● PROBLEM: Set down again exactly the lines of the listing below that fall between the line holding "filename src/transport/mod.rs" and the line holding "pub use gateway::GatewayTransport;", inclusive.

===============

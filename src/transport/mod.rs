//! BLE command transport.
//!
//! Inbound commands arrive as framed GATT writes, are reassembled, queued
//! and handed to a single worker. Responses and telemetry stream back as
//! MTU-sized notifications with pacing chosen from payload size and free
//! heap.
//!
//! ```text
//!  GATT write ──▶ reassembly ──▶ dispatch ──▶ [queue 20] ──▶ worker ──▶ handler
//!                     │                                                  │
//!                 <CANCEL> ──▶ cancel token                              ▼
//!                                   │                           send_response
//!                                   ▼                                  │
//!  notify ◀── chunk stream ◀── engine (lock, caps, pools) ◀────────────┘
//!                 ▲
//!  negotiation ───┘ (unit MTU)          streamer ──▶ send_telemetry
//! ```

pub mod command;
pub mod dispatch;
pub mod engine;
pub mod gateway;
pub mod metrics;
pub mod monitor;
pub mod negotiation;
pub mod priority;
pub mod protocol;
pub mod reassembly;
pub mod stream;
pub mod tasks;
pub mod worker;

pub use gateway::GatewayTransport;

===============

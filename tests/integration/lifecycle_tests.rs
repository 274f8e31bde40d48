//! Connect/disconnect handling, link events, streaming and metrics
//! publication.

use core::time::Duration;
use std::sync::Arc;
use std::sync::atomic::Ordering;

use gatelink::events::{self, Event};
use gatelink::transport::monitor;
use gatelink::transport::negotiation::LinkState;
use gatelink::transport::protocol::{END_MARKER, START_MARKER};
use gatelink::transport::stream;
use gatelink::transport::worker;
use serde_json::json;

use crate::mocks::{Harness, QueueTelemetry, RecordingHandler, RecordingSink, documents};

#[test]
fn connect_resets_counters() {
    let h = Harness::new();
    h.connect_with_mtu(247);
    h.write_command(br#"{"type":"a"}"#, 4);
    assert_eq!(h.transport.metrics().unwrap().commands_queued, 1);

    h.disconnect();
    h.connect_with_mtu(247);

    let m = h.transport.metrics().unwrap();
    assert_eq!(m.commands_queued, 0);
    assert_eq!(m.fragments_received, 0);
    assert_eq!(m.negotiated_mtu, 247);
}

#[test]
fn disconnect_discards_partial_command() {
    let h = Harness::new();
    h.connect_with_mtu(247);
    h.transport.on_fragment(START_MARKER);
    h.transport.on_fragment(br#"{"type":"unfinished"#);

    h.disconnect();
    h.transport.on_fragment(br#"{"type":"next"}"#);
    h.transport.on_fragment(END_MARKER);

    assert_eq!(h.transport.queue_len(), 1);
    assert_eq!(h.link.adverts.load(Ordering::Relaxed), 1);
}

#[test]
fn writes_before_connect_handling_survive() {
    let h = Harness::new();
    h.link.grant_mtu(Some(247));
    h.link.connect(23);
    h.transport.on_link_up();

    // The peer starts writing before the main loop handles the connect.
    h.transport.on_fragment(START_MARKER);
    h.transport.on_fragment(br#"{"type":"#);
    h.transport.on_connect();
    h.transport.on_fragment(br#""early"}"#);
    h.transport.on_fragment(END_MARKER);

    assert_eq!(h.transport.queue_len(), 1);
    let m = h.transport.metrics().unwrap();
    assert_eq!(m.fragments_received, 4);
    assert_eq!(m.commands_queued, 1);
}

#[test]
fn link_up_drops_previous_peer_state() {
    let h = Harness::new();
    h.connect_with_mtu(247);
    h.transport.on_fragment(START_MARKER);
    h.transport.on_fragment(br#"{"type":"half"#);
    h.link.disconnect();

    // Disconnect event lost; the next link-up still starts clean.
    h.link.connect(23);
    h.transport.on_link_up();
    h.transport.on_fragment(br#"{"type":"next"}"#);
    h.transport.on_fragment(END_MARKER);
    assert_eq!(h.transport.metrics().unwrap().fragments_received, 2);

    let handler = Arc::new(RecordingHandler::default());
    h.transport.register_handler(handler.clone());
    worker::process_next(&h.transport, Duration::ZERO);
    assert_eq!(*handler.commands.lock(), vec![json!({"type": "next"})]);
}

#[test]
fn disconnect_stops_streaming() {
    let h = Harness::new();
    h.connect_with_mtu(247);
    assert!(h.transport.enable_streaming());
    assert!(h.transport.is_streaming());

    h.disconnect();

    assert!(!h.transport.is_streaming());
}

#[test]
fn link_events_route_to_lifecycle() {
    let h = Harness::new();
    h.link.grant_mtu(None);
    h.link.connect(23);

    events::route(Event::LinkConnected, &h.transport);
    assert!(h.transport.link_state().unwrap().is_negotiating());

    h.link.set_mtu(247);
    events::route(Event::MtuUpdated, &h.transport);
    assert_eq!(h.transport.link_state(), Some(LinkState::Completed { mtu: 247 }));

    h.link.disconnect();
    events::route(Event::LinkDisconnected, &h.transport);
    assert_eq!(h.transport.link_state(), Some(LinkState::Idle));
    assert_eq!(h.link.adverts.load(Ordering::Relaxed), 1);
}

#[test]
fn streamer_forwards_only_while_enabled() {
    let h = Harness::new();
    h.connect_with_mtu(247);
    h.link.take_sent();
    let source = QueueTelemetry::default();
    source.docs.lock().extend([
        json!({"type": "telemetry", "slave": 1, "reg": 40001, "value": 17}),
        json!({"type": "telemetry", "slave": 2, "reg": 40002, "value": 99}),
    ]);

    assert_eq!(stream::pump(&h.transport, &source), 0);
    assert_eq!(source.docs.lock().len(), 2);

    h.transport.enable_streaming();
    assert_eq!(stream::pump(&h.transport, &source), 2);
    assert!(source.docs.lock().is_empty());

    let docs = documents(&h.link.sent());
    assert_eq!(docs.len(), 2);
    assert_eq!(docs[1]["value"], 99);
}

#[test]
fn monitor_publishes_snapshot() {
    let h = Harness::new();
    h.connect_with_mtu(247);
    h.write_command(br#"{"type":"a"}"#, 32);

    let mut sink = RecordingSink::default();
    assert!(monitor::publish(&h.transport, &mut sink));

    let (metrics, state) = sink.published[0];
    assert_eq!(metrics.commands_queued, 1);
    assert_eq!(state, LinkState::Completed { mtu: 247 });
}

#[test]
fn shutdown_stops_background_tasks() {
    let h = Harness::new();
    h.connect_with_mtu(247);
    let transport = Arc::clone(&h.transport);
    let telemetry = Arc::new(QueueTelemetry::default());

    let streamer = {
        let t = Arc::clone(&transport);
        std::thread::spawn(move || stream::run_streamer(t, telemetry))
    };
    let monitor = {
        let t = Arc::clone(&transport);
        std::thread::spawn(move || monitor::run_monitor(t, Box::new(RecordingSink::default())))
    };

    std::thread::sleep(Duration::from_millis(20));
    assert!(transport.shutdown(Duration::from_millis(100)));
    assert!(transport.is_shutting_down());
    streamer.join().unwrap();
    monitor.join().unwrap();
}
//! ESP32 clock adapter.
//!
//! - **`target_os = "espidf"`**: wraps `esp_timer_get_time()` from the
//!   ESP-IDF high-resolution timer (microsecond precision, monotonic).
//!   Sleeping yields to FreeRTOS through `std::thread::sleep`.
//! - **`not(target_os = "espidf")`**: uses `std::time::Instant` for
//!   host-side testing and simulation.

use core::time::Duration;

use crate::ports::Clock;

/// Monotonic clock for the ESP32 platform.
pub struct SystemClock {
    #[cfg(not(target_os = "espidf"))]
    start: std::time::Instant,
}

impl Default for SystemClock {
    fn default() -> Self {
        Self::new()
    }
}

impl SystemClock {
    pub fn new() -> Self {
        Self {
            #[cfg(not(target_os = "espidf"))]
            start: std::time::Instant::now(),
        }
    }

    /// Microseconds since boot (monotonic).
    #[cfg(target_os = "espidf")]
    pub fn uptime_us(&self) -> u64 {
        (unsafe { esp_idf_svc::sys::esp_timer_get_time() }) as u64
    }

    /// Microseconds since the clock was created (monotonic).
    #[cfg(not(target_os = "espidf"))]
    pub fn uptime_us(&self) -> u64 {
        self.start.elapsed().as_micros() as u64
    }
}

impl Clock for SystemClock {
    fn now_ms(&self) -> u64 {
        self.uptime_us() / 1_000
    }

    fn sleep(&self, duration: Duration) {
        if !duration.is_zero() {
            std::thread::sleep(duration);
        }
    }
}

===============

● SOLUTION:
filename src/transport/mod.rs
//! BLE command transport.
//!
//! Inbound commands arrive as framed GATT writes, are reassembled, queued
//! and handed to a single worker. Responses and telemetry stream back as
//! MTU-sized notifications with pacing chosen from payload size and free
//! heap.
//!
//! ```text
//!  GATT write ──▶ reassembly ──▶ dispatch ──▶ [queue 20] ──▶ worker ──▶ handler
//!                     │                                                  │
//!                 <CANCEL> ──▶ cancel token                              ▼
//!                                   │                           send_response
//!                                   ▼                                  │
//!  notify ◀── chunk stream ◀── engine (lock, caps, pools) ◀────────────┘
//!                 ▲
//!  negotiation ───┘ (unit MTU)          streamer ──▶ send_telemetry
//! ```

pub mod command;
pub mod dispatch;
pub mod engine;
pub mod gateway;
pub mod metrics;
pub mod monitor;
pub mod negotiation;
pub mod priority;
pub mod protocol;
pub mod reassembly;
pub mod stream;
pub mod tasks;
pub mod worker;

pub use gateway::GatewayTransport;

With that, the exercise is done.